(Records from a data source)
************
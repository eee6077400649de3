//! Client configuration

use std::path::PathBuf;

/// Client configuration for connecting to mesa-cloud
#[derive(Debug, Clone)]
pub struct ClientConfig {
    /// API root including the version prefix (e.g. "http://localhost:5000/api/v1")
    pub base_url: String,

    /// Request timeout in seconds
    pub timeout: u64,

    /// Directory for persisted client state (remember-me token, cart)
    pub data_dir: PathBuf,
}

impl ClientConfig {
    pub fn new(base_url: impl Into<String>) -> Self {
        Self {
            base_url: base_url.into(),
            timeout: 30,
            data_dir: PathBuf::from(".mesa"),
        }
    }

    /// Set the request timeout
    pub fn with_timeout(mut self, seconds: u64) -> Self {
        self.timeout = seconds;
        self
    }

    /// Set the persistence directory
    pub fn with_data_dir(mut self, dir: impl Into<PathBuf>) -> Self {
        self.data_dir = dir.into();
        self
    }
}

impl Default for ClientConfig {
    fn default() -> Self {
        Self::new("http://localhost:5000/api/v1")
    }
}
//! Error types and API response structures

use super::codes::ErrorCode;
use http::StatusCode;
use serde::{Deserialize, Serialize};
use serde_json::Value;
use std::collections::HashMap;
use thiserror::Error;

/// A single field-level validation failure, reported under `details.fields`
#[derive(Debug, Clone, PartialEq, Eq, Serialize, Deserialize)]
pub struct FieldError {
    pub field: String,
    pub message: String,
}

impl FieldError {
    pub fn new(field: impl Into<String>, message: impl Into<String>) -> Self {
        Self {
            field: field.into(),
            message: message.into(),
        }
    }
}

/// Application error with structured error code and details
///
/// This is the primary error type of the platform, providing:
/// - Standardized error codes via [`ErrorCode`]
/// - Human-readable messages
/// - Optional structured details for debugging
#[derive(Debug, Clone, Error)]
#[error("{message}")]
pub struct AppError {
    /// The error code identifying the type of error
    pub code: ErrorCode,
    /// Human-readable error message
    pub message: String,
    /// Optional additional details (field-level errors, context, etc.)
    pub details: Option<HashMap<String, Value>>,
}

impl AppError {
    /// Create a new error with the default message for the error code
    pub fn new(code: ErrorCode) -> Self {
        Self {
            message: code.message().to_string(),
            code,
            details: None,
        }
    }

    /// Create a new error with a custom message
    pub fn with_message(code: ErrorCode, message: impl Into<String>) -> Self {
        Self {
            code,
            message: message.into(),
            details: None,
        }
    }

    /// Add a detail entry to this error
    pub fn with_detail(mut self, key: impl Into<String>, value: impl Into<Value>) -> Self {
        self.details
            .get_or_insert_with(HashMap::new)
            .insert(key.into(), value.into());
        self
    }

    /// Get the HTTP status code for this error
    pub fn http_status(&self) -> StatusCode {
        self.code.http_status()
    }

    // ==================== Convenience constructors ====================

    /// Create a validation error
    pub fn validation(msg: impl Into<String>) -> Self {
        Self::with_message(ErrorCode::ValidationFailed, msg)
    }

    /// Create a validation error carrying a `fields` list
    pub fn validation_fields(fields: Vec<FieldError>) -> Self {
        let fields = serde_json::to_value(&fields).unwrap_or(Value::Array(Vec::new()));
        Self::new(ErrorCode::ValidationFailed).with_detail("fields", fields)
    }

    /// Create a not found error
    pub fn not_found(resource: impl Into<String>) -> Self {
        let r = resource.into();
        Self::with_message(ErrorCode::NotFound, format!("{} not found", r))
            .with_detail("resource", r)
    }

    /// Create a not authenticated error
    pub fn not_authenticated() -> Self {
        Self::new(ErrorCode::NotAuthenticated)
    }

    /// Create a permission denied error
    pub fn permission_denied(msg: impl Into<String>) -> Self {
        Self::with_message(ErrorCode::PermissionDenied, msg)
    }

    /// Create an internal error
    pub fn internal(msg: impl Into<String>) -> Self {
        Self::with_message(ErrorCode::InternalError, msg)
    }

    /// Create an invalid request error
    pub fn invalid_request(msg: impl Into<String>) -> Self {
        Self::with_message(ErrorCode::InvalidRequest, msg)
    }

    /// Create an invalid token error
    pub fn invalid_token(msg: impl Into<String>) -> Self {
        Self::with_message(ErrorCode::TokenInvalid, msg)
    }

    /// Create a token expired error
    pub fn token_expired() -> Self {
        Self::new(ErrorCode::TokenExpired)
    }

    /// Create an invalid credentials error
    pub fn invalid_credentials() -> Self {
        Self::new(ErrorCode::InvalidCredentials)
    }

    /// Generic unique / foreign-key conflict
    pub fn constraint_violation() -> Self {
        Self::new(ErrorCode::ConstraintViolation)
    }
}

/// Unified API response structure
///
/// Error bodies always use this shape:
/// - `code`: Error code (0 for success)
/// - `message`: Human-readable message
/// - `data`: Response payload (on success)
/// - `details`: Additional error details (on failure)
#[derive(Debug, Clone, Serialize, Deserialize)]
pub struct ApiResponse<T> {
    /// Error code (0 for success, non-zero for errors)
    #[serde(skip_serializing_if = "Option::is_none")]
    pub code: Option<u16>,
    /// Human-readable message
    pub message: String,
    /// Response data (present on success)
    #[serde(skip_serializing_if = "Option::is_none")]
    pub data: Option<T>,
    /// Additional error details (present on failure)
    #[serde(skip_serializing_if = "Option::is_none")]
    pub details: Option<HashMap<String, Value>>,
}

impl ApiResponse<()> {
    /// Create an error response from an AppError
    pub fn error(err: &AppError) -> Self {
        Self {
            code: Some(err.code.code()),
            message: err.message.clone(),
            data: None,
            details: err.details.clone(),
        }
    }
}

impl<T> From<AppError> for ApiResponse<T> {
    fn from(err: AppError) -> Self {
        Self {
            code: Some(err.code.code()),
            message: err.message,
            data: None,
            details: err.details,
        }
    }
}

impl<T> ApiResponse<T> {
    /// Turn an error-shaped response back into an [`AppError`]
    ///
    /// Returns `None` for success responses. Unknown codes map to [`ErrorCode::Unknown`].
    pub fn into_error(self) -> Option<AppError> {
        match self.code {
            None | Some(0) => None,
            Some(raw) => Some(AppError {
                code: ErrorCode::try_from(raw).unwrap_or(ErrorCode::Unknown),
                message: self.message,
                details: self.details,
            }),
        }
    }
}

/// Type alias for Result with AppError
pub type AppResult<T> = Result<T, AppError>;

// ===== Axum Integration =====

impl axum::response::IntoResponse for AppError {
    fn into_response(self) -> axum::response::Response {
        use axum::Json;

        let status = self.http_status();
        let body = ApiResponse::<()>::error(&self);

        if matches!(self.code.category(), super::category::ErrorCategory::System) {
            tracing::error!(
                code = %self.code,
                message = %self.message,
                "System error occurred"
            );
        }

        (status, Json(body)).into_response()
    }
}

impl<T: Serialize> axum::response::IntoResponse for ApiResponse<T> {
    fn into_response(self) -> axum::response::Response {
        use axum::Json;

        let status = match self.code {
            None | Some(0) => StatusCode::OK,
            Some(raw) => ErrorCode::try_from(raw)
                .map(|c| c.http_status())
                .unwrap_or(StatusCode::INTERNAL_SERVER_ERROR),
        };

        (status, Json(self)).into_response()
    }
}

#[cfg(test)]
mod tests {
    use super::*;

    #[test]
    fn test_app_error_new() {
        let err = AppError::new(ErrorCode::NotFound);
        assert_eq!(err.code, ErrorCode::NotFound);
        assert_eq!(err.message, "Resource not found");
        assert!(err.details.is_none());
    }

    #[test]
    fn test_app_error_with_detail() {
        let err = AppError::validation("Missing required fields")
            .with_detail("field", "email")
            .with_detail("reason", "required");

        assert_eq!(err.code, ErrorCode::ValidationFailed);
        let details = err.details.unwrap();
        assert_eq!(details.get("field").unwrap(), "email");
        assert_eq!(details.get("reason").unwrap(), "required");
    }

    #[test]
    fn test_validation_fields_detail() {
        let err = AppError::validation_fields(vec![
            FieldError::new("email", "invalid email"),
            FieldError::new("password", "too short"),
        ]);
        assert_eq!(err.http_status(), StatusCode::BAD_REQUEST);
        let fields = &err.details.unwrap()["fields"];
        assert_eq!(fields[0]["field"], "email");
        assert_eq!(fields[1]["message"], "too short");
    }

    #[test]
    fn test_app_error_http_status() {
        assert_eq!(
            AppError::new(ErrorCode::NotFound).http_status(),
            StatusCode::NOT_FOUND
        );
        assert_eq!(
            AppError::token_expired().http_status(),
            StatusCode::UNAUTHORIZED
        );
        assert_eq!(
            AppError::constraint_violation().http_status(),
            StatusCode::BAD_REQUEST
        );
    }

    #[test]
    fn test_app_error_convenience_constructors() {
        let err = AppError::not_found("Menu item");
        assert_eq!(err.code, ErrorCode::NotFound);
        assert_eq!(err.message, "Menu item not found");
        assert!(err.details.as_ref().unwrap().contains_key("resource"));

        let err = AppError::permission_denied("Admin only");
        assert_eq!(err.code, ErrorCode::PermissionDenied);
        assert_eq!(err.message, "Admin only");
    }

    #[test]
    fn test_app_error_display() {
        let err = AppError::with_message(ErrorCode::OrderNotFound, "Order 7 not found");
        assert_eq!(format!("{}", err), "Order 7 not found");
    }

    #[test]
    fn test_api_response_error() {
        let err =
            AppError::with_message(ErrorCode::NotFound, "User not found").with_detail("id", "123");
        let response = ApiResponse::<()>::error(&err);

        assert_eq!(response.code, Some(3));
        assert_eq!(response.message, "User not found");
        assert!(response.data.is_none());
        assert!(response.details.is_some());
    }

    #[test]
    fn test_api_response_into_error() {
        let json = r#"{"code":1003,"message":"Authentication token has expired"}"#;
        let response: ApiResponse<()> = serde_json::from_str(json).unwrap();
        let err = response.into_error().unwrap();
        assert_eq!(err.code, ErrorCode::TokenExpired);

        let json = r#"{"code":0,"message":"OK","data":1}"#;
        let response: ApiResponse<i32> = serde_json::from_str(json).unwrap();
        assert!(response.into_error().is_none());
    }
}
************
Your goal: Please reproduce the lines from the line with "pub type AppResult<T> = Result<T, AppError>;" to the line with "let status = self.http_status();", both ends included, exactly as they appear above.

Response area:
pub type AppResult<T> = Result<T, AppError>;

// ===== Axum Integration =====

impl axum::response::IntoResponse for AppError {
    fn into_response(self) -> axum::response::Response {
        use axum::Json;

        let status = self.http_status();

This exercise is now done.